**** RECORDS SHOWN

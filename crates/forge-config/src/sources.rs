// Copyright (c) 2025 Geoffrey Huntley <ghuntley@ghuntley.com>. All rights reserved.
// SPDX-License-Identifier: Proprietary

//! Configuration sources: environment variables and TOML files.

use std::collections::HashMap;
use std::path::PathBuf;

use tracing::{debug, trace};

use crate::error::ConfigError;
use crate::layer::ForgeConfigLayer;
use crate::sections::{AppConfigLayer, KubernetesConfigLayer, LogFormat, LoggingConfigLayer};

/// Prefix shared by every environment variable the driver reads.
pub const ENV_PREFIX: &str = "FORGE_DRIVER_";

/// Source precedence levels (higher = overrides lower).
#[derive(Debug, Clone, Copy, PartialEq, Eq, PartialOrd, Ord)]
pub enum Precedence {
	Defaults = 10,
	ConfigFile = 20,
	Environment = 50,
}

/// Trait for configuration sources.
pub trait ConfigSource: Send + Sync {
	fn name(&self) -> &'static str;
	fn precedence(&self) -> Precedence;
	fn load(&self) -> Result<ForgeConfigLayer, ConfigError>;
}

/// Built-in defaults source.
pub struct DefaultsSource;

impl ConfigSource for DefaultsSource {
	fn name(&self) -> &'static str {
		"defaults"
	}

	fn precedence(&self) -> Precedence {
		Precedence::Defaults
	}

	fn load(&self) -> Result<ForgeConfigLayer, ConfigError> {
		debug!("loading defaults");
		Ok(ForgeConfigLayer::default())
	}
}

/// TOML file configuration source.
///
/// A file named explicitly must exist; the system file is optional.
pub struct TomlSource {
	path: PathBuf,
	required: bool,
}

impl TomlSource {
	pub fn new(path: impl Into<PathBuf>) -> Self {
		Self {
			path: path.into(),
			required: true,
		}
	}

	pub fn system() -> Self {
		Self {
			path: PathBuf::from("/etc/forge/driver.toml"),
			required: false,
		}
	}
}

impl ConfigSource for TomlSource {
	fn name(&self) -> &'static str {
		"toml-config"
	}

	fn precedence(&self) -> Precedence {
		Precedence::ConfigFile
	}

	fn load(&self) -> Result<ForgeConfigLayer, ConfigError> {
		if !self.required && !self.path.exists() {
			debug!(path = %self.path.display(), "config file not found, skipping");
			return Ok(ForgeConfigLayer::default());
		}

		debug!(path = %self.path.display(), "loading config file");
		let content = std::fs::read_to_string(&self.path).map_err(|e| ConfigError::FileRead {
			path: self.path.clone(),
			source: e,
		})?;

		let layer: ForgeConfigLayer = toml::from_str(&content).map_err(|e| ConfigError::TomlParse {
			path: self.path.clone(),
			source: e,
		})?;

		trace!("parsed config layer from TOML");
		Ok(layer)
	}
}

/// Environment variable source.
///
/// Convention: FORGE_DRIVER_<FIELD>. Variables are captured when the source
/// is built so a load sees one consistent snapshot.
pub struct EnvSource {
	vars: HashMap<String, String>,
}

impl EnvSource {
	/// Capture the `FORGE_DRIVER_*` variables of the current process.
	pub fn new() -> Self {
		Self::from_vars(std::env::vars().filter(|(k, _)| k.starts_with(ENV_PREFIX)))
	}

	/// Build a source from explicit variables.
	pub fn from_vars<K, V>(vars: impl IntoIterator<Item = (K, V)>) -> Self
	where
		K: Into<String>,
		V: Into<String>,
	{
		Self {
			vars: vars
				.into_iter()
				.map(|(k, v)| (k.into(), v.into()))
				.collect(),
		}
	}

	fn var(&self, name: &str) -> Option<String> {
		self.vars.get(name).filter(|s| !s.is_empty()).cloned()
	}

	fn parse<T: std::str::FromStr>(&self, name: &str, kind: &str) -> Result<Option<T>, ConfigError> {
		match self.var(name) {
			Some(v) => v.parse().map(Some).map_err(|_| ConfigError::InvalidValue {
				key: name.to_string(),
				message: format!("invalid {kind} value '{v}'"),
			}),
			None => Ok(None),
		}
	}

	fn u16(&self, name: &str) -> Result<Option<u16>, ConfigError> {
		self.parse(name, "u16")
	}

	fn u32(&self, name: &str) -> Result<Option<u32>, ConfigError> {
		self.parse(name, "u32")
	}

	fn u64(&self, name: &str) -> Result<Option<u64>, ConfigError> {
		self.parse(name, "u64")
	}

	fn list(&self, name: &str) -> Option<Vec<String>> {
		self.var(name).map(|s| {
			s.split(',')
				.map(|s| s.trim().to_string())
				.filter(|s| !s.is_empty())
				.collect()
		})
	}

	fn load_app(&self) -> AppConfigLayer {
		AppConfigLayer {
			name: self.var("FORGE_DRIVER_APP_NAME"),
			base_url: self.var("FORGE_DRIVER_BASE_URL"),
		}
	}

	fn load_kubernetes(&self) -> Result<KubernetesConfigLayer, ConfigError> {
		Ok(KubernetesConfigLayer {
			namespace: self.var("FORGE_DRIVER_NAMESPACE"),
			default_image: self.var("FORGE_DRIVER_DEFAULT_IMAGE"),
			container_port: self.u16("FORGE_DRIVER_CONTAINER_PORT")?,
			service_port: self.u16("FORGE_DRIVER_SERVICE_PORT")?,
			image_pull_secrets: self.list("FORGE_DRIVER_IMAGE_PULL_SECRETS"),
			ready_timeout_secs: self.u64("FORGE_DRIVER_READY_TIMEOUT_SECS")?,
			max_projects: self.u32("FORGE_DRIVER_MAX_PROJECTS")?,
			domain: self.var("FORGE_DRIVER_DOMAIN"),
			ingress_class: self.var("FORGE_DRIVER_INGRESS_CLASS"),
			stop_grace_period_secs: self.u32("FORGE_DRIVER_STOP_GRACE_PERIOD_SECS")?,
			kubeconfig: self.var("FORGE_DRIVER_KUBECONFIG").map(PathBuf::from),
			context: self.var("FORGE_DRIVER_KUBE_CONTEXT"),
		})
	}

	fn load_logging(&self) -> Result<LoggingConfigLayer, ConfigError> {
		let format = match self.var("FORGE_DRIVER_LOG_FORMAT") {
			Some(v) => Some(v.parse::<LogFormat>().map_err(|message| {
				ConfigError::InvalidValue {
					key: "FORGE_DRIVER_LOG_FORMAT".to_string(),
					message,
				}
			})?),
			None => None,
		};

		Ok(LoggingConfigLayer {
			level: self.var("FORGE_DRIVER_LOG_LEVEL"),
			format,
		})
	}
}

impl Default for EnvSource {
	fn default() -> Self {
		Self::new()
	}
}

impl ConfigSource for EnvSource {
	fn name(&self) -> &'static str {
		"environment"
	}

	fn precedence(&self) -> Precedence {
		Precedence::Environment
	}

	fn load(&self) -> Result<ForgeConfigLayer, ConfigError> {
		debug!(count = self.vars.len(), "loading environment variables");
		Ok(ForgeConfigLayer {
			app: Some(self.load_app()),
			kubernetes: Some(self.load_kubernetes()?),
			logging: Some(self.load_logging()?),
		})
	}
}

#[cfg(test)]
mod tests {
	use super::*;
	use proptest::prelude::*;

	#[test]
	fn test_precedence_ordering() {
		assert!(Precedence::Environment > Precedence::ConfigFile);
		assert!(Precedence::ConfigFile > Precedence::Defaults);
	}

	#[test]
	fn test_defaults_source_returns_empty_layer() {
		let layer = DefaultsSource.load().unwrap();
		assert!(layer.app.is_none());
		assert!(layer.kubernetes.is_none());
	}

	#[test]
	fn test_toml_source_missing_optional_file_returns_empty() {
		let source = TomlSource {
			path: PathBuf::from("/nonexistent/driver.toml"),
			required: false,
		};
		let layer = source.load().unwrap();
		assert!(layer.kubernetes.is_none());
	}

	#[test]
	fn test_toml_source_missing_explicit_file_is_read_error() {
		match TomlSource::new("/nonexistent/driver.toml").load() {
			Err(ConfigError::FileRead { path, .. }) => {
				assert_eq!(path, PathBuf::from("/nonexistent/driver.toml"));
			}
			other => panic!("expected FileRead, got {other:?}"),
		}
	}

	#[test]
	fn test_env_source_reads_fields() {
		let source = EnvSource::from_vars([
			("FORGE_DRIVER_NAMESPACE", "flows"),
			("FORGE_DRIVER_MAX_PROJECTS", "7"),
			("FORGE_DRIVER_IMAGE_PULL_SECRETS", "ghcr, ,quay"),
			("FORGE_DRIVER_KUBECONFIG", "/etc/forge/kubeconfig"),
			("FORGE_DRIVER_LOG_FORMAT", "json"),
			("FORGE_DRIVER_DOMAIN", ""),
		]);
		let layer = source.load().unwrap();

		let k8s = layer.kubernetes.unwrap();
		assert_eq!(k8s.namespace.as_deref(), Some("flows"));
		assert_eq!(k8s.max_projects, Some(7));
		assert_eq!(
			k8s.image_pull_secrets,
			Some(vec!["ghcr".to_string(), "quay".to_string()])
		);
		assert_eq!(
			k8s.kubeconfig,
			Some(PathBuf::from("/etc/forge/kubeconfig"))
		);
		assert!(k8s.domain.is_none());
		assert_eq!(layer.logging.unwrap().format, Some(LogFormat::Json));
	}

	#[test]
	fn test_env_source_rejects_bad_numbers() {
		let source = EnvSource::from_vars([("FORGE_DRIVER_CONTAINER_PORT", "http")]);
		match source.load() {
			Err(ConfigError::InvalidValue { key, message }) => {
				assert_eq!(key, "FORGE_DRIVER_CONTAINER_PORT");
				assert!(message.contains("'http'"));
			}
			other => panic!("expected InvalidValue, got {other:?}"),
		}
	}

	#[test]
	fn test_env_source_rejects_bad_log_format() {
		let source = EnvSource::from_vars([("FORGE_DRIVER_LOG_FORMAT", "xml")]);
		assert!(matches!(
			source.load(),
			Err(ConfigError::InvalidValue { .. })
		));
	}

	proptest! {
		#[test]
		fn env_u32_accepts_every_u32(value in any::<u32>()) {
			let source = EnvSource::from_vars([("FORGE_DRIVER_MAX_PROJECTS", value.to_string())]);
			prop_assert_eq!(source.u32("FORGE_DRIVER_MAX_PROJECTS").unwrap(), Some(value));
		}

		#[test]
		fn env_u16_rejects_out_of_range(value in 65536u64..u64::MAX) {
			let source = EnvSource::from_vars([("FORGE_DRIVER_SERVICE_PORT", value.to_string())]);
			prop_assert!(source.u16("FORGE_DRIVER_SERVICE_PORT").is_err());
		}
	}
}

********

Starting from the data above, filter for lines with "kubeconfig" and copy each one.

=== OUTPUT ===
			kubeconfig: self.var("FORGE_DRIVER_KUBECONFIG").map(PathBuf::from),
			("FORGE_DRIVER_KUBECONFIG", "/etc/forge/kubeconfig"),
			k8s.kubeconfig,
			Some(PathBuf::from("/etc/forge/kubeconfig"))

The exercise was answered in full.